Jonathan Drouin is eluding the easy cliché or catchphrase as easily as he often dekes around defenders. Any slang of the moment you can throw out — bananas, beastin', sick — falls short of capturing what the Halifax Mooseheads' 17-year-old phenom did on Sunday.

The Acadie-Bathurst Titan might have believed they had a system that gave them a chance at containing the 17-year-old star, who is the third-ranked NHL draft prospect in North American in NHL Central Scouting's estimation. But Drouin does to systems what Godzilla does to cities. For 30 seconds, in what is supposed to be the truest team sport in North America, Drouin was basically the only one on the ice at the Halifax Metro Centre who mattered. This illustrates how Drouin is just that far ahead of the class in junior. The sequence went ... oh, just watch it.

The Acadie-Bathurst Titan's Christophe Lalancette (No. 12 on the Titan) will be hearing about this play as long as there is an Internet. The San Jose Sharks draft pick got dangled twice by Drouin and then took the brunt of an open-ice check as Drouin retrieved the puck.

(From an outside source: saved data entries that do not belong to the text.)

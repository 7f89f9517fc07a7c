//! Reply categorization and summarization engine
//!
//! Pipeline: [`SentimentClassifier`] and [`ThemeExtractor`] feed [`ReplyAnalyzer`], whose
//! [`AnalysisResult`] is rendered by [`NarrativeSummarizer`]. Everything here is synchronous and
//! pure; the lexicons are the only shared data and are never mutated.

pub mod analyzer;
pub mod lexicon;
pub mod narrative;
pub mod sentiment;
pub mod themes;

pub use analyzer::AnalysisResult;
pub use analyzer::ReplyAnalyzer;
pub use lexicon::Lexicon;
pub use narrative::NarrativeSummarizer;
pub use narrative::Tone;
pub use narrative::NO_REPLIES_MESSAGE;
pub use sentiment::SentimentClassifier;
pub use sentiment::SentimentLabel;
pub use sentiment::SentimentSignal;
pub use themes::extract_themes;
pub use themes::Theme;
pub use themes::ThemeExtractor;

/// Summarize replies with the stock lexicons. Total over every input, including empty.
pub fn summarize_replies<S: AsRef<str>>(replies: &[S]) -> String {
    let classifier = SentimentClassifier::default();
    NarrativeSummarizer::new(&classifier).summarize(replies)
}

/// Categorize replies with the stock lexicons
pub fn categorize_replies<S: AsRef<str>>(replies: &[S]) -> AnalysisResult {
    let classifier = SentimentClassifier::default();
    ReplyAnalyzer::new(&classifier).analyze(replies)
}
//! API request handlers

use std::sync::Arc;

use axum::extract::rejection::JsonRejection;
use axum::extract::State;
use axum::http::StatusCode;
use axum::Json;
use tracing::info;
use tracing::warn;

use crate::analysis::AnalysisResult;
use crate::analysis::NarrativeSummarizer;
use crate::analysis::ReplyAnalyzer;
use crate::analysis::SentimentClassifier;
use crate::analysis::Tone;
use crate::api::types::*;
use crate::config::AppConfig;

/// Error half of a handler result, rendered in the `ApiResponse` envelope
pub type ApiError<T> = (StatusCode, Json<ApiResponse<T>>);

/// Shared application state
#[derive(Clone)]
pub struct AppState {
    pub classifier: Arc<SentimentClassifier>,
    pub max_replies: usize,
}

impl AppState {
    pub fn from_config(config: &AppConfig) -> Self {
        Self {
            classifier: Arc::new(config.build_classifier()),
            max_replies: config.max_replies(),
        }
    }
}

/// Unwrap a JSON body, turning axum's rejection into an `ApiResponse` error
fn parse_body<T>(
    endpoint: &str,
    payload: Result<Json<RepliesRequest>, JsonRejection>,
) -> Result<RepliesRequest, ApiError<T>> {
    match payload {
        Ok(Json(request)) => Ok(request),
        Err(rejection) => {
            warn!("POST {} rejected: {}", endpoint, rejection.body_text());
            Err((
                rejection.status(),
                Json(ApiResponse::error(rejection.body_text())),
            ))
        }
    }
}

/// Health check handler
pub async fn health() -> Json<ApiResponse<HealthResponse>> {
    Json(ApiResponse::success(HealthResponse {
        status: "healthy".to_string(),
        version: env!("CARGO_PKG_VERSION").to_string(),
    }))
}

/// Summarize a reply collection into narrative text
pub async fn summarize(
    State(state): State<AppState>,
    payload: Result<Json<RepliesRequest>, JsonRejection>,
) -> Result<Json<ApiResponse<SummaryResponse>>, ApiError<SummaryResponse>> {
    let mut request = parse_body("/api/summarize", payload)?;
    request.replies.truncate_to(state.max_replies);
    let replies = request.replies;
    info!("POST /api/summarize ({} replies)", replies.len());

    let (summary, analysis) =
        NarrativeSummarizer::new(&state.classifier).summarize_with_analysis(replies.as_slice());
    Ok(Json(ApiResponse::success(SummaryResponse {
        summary,
        tone: analysis.as_ref().map(Tone::from_analysis),
        analysis: analysis.unwrap_or_default(),
        reply_count: replies.len(),
    })))
}

/// Return sentiment counts and top themes without rendering
pub async fn analyze(
    State(state): State<AppState>,
    payload: Result<Json<RepliesRequest>, JsonRejection>,
) -> Result<Json<ApiResponse<AnalysisResult>>, ApiError<AnalysisResult>> {
    let mut request = parse_body("/api/analyze", payload)?;
    request.replies.truncate_to(state.max_replies);
    info!("POST /api/analyze ({} replies)", request.replies.len());

    let analysis = ReplyAnalyzer::new(&state.classifier).analyze(request.replies.as_slice());
    Ok(Json(ApiResponse::success(analysis)))
}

The other four Titan skaters all looked like they were in a trance. Or no one wanted to abandon what they've had drilled into them about positional play and risk looking bad. I'll just get in this passing lane over here. Mooseheads captain Stefan Fournier, who got the goal, probably has not had many easier tap-ins.

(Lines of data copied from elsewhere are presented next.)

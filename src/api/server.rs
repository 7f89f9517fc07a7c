//! HTTP server implementation

use axum::Router;
use tower_http::compression::CompressionLayer;
use tower_http::cors::Any;
use tower_http::cors::CorsLayer;
use tower_http::trace::TraceLayer;
use tracing::info;

use crate::api::handlers::AppState;
use crate::api::routes;
use crate::config::AppConfig;
use crate::Result;

/// Assemble the application router with middleware layers
pub fn build_app(state: AppState, enable_cors: bool) -> Router {
    let mut app = Router::new()
        .nest("/api", routes::api_routes(state))
        .layer(TraceLayer::new_for_http())
        .layer(CompressionLayer::new());

    if enable_cors {
        let cors = CorsLayer::new()
            .allow_origin(Any)
            .allow_methods(Any)
            .allow_headers(Any);
        app = app.layer(cors);
    }

    app
}

/// Start the API server
pub async fn serve_api(config: &AppConfig, host: String, port: u16, enable_cors: bool) -> Result<()> {
    info!("Starting EchoPulse API server...");

    let state = AppState::from_config(config);
    info!(
        "Lexicons loaded: {} positive, {} negative keywords (max {} replies per request)",
        state.classifier.positive_lexicon().len(),
        state.classifier.negative_lexicon().len(),
        state.max_replies
    );

    let app = build_app(state, enable_cors);
    if enable_cors {
        info!("CORS enabled");
    }

    let addr = format!("{host}:{port}");
    let listener = tokio::net::TcpListener::bind(&addr).await?;

    info!("API server listening on http://{}", addr);
    info!("Available endpoints:");
    info!("  GET  /api/health     - Health check");
    info!("  POST /api/summarize  - Narrative summary of replies");
    info!("  POST /api/analyze    - Sentiment counts and top themes");

    axum::serve(listener, app).await?;

    Ok(())
}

The counter-argument is the Titan might have bungled this completely, with Lalancette and goalie Jacob Brennan both committing too easily. The rub is juniors are supposed to make mistakes and Drouin didn't make one.

Why the 17-year-old Drouin averaging two points per game in the QMJHL has not become a bigger national story is anyone's guess. (Anti-Maritime bias? Does playing on the same team as fellow prodigy Nathan MacKinnon complicate the narrative? Please let us know which chip goes on which shoulder.)

In the course of Halifax's 11-3 win, Drouin took the QMJHL scoring lead with 93 points in 42 games. The Huberdeau, Que., native is first in total points despite having played 17 fewer games than the three older players who are tied for second. Whether the 5-foot-11, 176-pound left wing will make the NHL next season at age 18 remains to be seen. His latest masterpiece was way beyond the realm of any major junior league on this mortal coil.

Neate Sager is a writer for Yahoo! Canada Sports. Follow him on Twitter @neatebuzzthenet. Please address any questions, comments or concerns to btnblog@yahoo.ca (videos: John Moore, Halifax Mooseheads).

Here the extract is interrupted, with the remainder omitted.